> Prompt: In the listing below, locate the line containing "let last = first" and the line containing "pub fn cluster_offset(&self, cluster: u32)". Output both of them and every line between, exactly as written, and nothing more.

#### Source information

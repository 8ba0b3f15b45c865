//! Cluster and sector address translation

use super::bpb::VolumeGeometry;
use super::{FAT_ENTRY_SIZE, FIRST_DATA_CLUSTER};
use crate::error::{Fat32Error, Result};

impl VolumeGeometry {
    pub fn cluster_size(&self) -> usize {
        self.sectors_per_cluster as usize * self.bytes_per_sector as usize
    }

    /// First sector of the data region (two FATs assumed).
    pub fn data_start_sector(&self) -> u64 {
        self.reserved_sectors as u64 + 2 * self.sectors_per_fat as u64
    }

    /// Inclusive sector range `(first, last)` occupied by `cluster`.
    pub fn cluster_to_sectors(&self, cluster: u32) -> Result<(u32, u32)> {
        let first = self.cluster_first_sector(cluster)?;
        let last = first + self.sectors_per_cluster as u64 - 1;
        let first = u32::try_from(first).map_err(|_| Fat32Error::invalid_cluster(cluster))?;
        let last = u32::try_from(last).map_err(|_| Fat32Error::invalid_cluster(cluster))?;
        Ok((first, last))
    }

    /// Byte offset of `cluster` from the start of the volume.
    pub fn cluster_offset(&self, cluster: u32) -> Result<u64> {
        Ok(self.cluster_first_sector(cluster)? * self.bytes_per_sector as u64)
    }

    fn cluster_first_sector(&self, cluster: u32) -> Result<u64> {
        if cluster < FIRST_DATA_CLUSTER || cluster < self.root_cluster {
            return Err(Fat32Error::invalid_cluster(cluster));
        }
        let index = (cluster - self.root_cluster) as u64;
        Ok(self.data_start_sector() + index * self.sectors_per_cluster as u64)
    }

    /// `(sector, byte offset within sector)` of the FAT entry for `cluster`.
    pub fn fat_entry_location(&self, cluster: u32) -> (u64, usize) {
        let byte = cluster as u64 * FAT_ENTRY_SIZE as u64;
        let bps = self.bytes_per_sector as u64;
        (
            self.reserved_sectors as u64 + byte / bps,
            (byte % bps) as usize,
        )
    }

    /// Number of 32-bit entries one FAT copy can hold.
    pub fn fat_entry_count(&self) -> u32 {
        let bytes = self.sectors_per_fat as u64 * self.bytes_per_sector as u64;
        (bytes / FAT_ENTRY_SIZE as u64).min(u32::MAX as u64) as u32
    }
}

#[cfg(test)]
mod tests {
    use super::*;

    fn geometry() -> VolumeGeometry {
        VolumeGeometry {
            bytes_per_sector: 512,
            sectors_per_cluster: 8,
            reserved_sectors: 32,
            sectors_per_fat: 1000,
            root_cluster: 2,
            num_fats: 2,
            total_sectors: 0,
        }
    }

    #[test]
    fn root_cluster_starts_data_region() {
        let g = geometry();
        assert_eq!(g.cluster_to_sectors(2).unwrap(), (2032, 2039));
        assert_eq!(g.cluster_offset(2).unwrap(), 2032 * 512);
    }

    #[test]
    fn later_clusters_are_contiguous() {
        let g = geometry();
        assert_eq!(g.cluster_to_sectors(3).unwrap(), (2040, 2047));
        assert_eq!(g.cluster_to_sectors(12).unwrap(), (2112, 2119));
        assert_eq!(g.cluster_size(), 4096);
    }

    #[test]
    fn reserved_clusters_rejected() {
        let g = geometry();
        assert!(matches!(
            g.cluster_to_sectors(0),
            Err(Fat32Error::InvalidCluster { cluster: 0 })
        ));
        assert!(g.cluster_to_sectors(1).is_err());
    }

    #[test]
    fn data_region_is_indexed_from_root_cluster() {
        let g = VolumeGeometry {
            bytes_per_sector: 512,
            sectors_per_cluster: 4,
            reserved_sectors: 10,
            sectors_per_fat: 7,
            root_cluster: 5,
            num_fats: 2,
            total_sectors: 0,
        };
        assert_eq!(g.cluster_to_sectors(5).unwrap(), (24, 27));
        assert_eq!(g.cluster_to_sectors(6).unwrap(), (28, 31));
        for cluster in 2..5 {
            assert!(matches!(
                g.cluster_to_sectors(cluster),
                Err(Fat32Error::InvalidCluster { cluster: c }) if c == cluster
            ));
        }
    }

    #[test]
    fn fat_entry_lookup() {
        let g = geometry();
        assert_eq!(g.fat_entry_location(2), (32, 8));
        assert_eq!(g.fat_entry_location(128), (33, 0));
        assert_eq!(g.fat_entry_location(130), (33, 8));
        assert_eq!(g.fat_entry_count(), 128_000);
    }
}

########

> Result of this task:
        let last = first + self.sectors_per_cluster as u64 - 1;
        let first = u32::try_from(first).map_err(|_| Fat32Error::invalid_cluster(cluster))?;
        let last = u32::try_from(last).map_err(|_| Fat32Error::invalid_cluster(cluster))?;
        Ok((first, last))
    }

    /// Byte offset of `cluster` from the start of the volume.
    pub fn cluster_offset(&self, cluster: u32) -> Result<u64> {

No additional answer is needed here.